### About this exercise:
Report every line from the following entries that contains the string "mutated".

(Dataset entries)
>>>
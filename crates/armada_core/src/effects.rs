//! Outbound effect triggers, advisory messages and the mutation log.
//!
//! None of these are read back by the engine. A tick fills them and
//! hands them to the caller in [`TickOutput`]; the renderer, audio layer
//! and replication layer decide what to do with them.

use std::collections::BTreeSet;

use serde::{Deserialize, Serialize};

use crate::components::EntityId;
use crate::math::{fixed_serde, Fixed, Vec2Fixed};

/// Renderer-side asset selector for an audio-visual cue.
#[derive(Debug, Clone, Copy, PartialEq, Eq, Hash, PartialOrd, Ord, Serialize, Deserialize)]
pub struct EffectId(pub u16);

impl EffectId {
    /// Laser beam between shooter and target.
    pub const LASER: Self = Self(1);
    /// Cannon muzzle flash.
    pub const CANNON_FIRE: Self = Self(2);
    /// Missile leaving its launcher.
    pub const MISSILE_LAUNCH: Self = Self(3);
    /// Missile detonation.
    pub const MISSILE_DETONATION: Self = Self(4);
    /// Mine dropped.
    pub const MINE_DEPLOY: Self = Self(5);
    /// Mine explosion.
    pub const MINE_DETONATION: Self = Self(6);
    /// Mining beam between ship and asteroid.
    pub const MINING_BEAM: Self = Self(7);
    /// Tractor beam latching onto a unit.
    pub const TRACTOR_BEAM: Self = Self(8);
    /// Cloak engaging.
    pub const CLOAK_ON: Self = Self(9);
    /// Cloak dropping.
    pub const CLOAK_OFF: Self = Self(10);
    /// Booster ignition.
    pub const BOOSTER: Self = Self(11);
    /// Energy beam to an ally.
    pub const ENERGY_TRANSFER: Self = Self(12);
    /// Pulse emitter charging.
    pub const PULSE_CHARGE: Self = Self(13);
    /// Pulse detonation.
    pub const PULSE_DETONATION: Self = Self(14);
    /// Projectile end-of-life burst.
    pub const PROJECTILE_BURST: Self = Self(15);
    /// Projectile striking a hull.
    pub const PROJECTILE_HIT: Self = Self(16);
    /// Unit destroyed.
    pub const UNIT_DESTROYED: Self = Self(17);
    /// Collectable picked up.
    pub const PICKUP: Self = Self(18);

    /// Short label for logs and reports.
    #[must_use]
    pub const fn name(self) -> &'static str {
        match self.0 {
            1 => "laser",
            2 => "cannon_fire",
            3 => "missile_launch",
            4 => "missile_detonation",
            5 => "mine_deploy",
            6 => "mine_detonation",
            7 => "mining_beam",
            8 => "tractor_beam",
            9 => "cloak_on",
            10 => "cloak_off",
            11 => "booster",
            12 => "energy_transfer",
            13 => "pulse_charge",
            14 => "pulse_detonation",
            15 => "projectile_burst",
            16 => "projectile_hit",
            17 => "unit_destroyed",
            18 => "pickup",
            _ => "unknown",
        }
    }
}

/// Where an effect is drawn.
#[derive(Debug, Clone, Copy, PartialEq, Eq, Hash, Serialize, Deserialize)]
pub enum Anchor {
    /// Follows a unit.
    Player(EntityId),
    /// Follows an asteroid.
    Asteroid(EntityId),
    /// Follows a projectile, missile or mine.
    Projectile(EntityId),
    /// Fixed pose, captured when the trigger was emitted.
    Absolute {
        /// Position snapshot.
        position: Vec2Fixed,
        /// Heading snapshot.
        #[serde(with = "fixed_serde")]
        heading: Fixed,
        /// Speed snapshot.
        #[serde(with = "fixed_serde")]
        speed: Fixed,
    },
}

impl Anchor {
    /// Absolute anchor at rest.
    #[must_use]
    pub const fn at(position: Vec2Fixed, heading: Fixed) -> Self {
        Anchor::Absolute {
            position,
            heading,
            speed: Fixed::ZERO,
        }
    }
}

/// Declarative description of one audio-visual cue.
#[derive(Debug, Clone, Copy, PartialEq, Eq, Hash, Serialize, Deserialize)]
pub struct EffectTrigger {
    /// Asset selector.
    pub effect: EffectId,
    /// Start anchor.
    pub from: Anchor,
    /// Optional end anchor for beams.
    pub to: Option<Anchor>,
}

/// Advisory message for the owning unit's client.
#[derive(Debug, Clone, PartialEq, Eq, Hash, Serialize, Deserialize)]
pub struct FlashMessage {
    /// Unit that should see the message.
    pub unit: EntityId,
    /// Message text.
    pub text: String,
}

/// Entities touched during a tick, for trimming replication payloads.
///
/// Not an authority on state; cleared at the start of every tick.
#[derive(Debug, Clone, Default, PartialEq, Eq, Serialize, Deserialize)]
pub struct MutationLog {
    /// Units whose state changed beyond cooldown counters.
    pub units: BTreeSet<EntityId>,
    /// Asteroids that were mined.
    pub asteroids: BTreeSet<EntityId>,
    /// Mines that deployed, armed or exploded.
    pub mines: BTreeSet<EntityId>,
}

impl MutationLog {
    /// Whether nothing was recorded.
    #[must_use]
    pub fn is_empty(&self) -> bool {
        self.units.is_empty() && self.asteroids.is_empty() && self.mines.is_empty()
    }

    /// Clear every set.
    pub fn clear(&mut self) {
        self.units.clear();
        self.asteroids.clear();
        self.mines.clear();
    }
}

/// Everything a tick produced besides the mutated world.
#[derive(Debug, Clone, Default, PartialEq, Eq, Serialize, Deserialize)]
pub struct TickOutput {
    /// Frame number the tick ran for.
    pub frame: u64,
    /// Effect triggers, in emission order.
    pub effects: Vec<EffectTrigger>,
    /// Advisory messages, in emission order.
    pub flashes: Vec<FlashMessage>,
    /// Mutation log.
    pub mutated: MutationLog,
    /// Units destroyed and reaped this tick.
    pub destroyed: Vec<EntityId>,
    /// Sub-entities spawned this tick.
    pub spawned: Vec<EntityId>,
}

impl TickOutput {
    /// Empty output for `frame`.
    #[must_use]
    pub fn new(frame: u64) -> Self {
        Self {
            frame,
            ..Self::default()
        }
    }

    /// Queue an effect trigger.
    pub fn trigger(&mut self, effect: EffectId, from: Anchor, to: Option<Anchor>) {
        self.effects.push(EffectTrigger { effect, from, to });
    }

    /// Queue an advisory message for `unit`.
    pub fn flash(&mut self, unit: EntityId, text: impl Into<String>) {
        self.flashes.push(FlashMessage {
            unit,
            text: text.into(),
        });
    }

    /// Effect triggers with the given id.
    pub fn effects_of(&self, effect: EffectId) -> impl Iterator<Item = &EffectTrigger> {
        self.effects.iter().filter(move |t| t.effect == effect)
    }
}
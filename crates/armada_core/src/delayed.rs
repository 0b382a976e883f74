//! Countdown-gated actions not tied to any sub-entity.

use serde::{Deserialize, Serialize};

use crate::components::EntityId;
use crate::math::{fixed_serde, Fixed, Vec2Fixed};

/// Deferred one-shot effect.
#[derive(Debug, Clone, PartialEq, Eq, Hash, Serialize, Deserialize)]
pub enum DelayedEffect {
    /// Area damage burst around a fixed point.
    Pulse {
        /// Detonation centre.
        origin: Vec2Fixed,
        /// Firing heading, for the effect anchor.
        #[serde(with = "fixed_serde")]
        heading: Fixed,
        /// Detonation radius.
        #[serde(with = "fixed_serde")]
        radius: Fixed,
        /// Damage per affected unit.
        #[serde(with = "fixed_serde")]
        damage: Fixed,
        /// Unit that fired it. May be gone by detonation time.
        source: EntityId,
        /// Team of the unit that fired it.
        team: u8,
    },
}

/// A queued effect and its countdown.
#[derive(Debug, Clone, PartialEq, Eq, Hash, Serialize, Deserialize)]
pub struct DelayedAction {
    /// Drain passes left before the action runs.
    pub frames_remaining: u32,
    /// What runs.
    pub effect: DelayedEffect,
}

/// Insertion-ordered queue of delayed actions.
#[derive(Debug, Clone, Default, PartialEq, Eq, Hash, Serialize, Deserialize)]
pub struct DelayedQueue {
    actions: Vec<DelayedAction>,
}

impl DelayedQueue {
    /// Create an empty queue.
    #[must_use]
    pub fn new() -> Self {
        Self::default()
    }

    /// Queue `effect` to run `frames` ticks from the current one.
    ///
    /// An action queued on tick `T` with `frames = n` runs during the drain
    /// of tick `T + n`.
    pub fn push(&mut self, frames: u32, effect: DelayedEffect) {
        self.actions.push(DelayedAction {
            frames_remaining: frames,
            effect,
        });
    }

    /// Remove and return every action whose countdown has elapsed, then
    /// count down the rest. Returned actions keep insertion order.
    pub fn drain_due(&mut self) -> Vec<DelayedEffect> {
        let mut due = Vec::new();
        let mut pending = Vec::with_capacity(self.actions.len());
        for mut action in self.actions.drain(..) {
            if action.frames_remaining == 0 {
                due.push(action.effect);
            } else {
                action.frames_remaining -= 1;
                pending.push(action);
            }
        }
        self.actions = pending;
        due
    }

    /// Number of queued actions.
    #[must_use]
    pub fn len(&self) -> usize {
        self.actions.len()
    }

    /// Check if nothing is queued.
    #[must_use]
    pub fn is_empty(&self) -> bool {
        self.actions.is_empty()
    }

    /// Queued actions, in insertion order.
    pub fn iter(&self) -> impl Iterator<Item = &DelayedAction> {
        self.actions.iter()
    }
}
<<<
### Output:
/// Everything a tick produced besides the mutated world.
    pub mutated: MutationLog,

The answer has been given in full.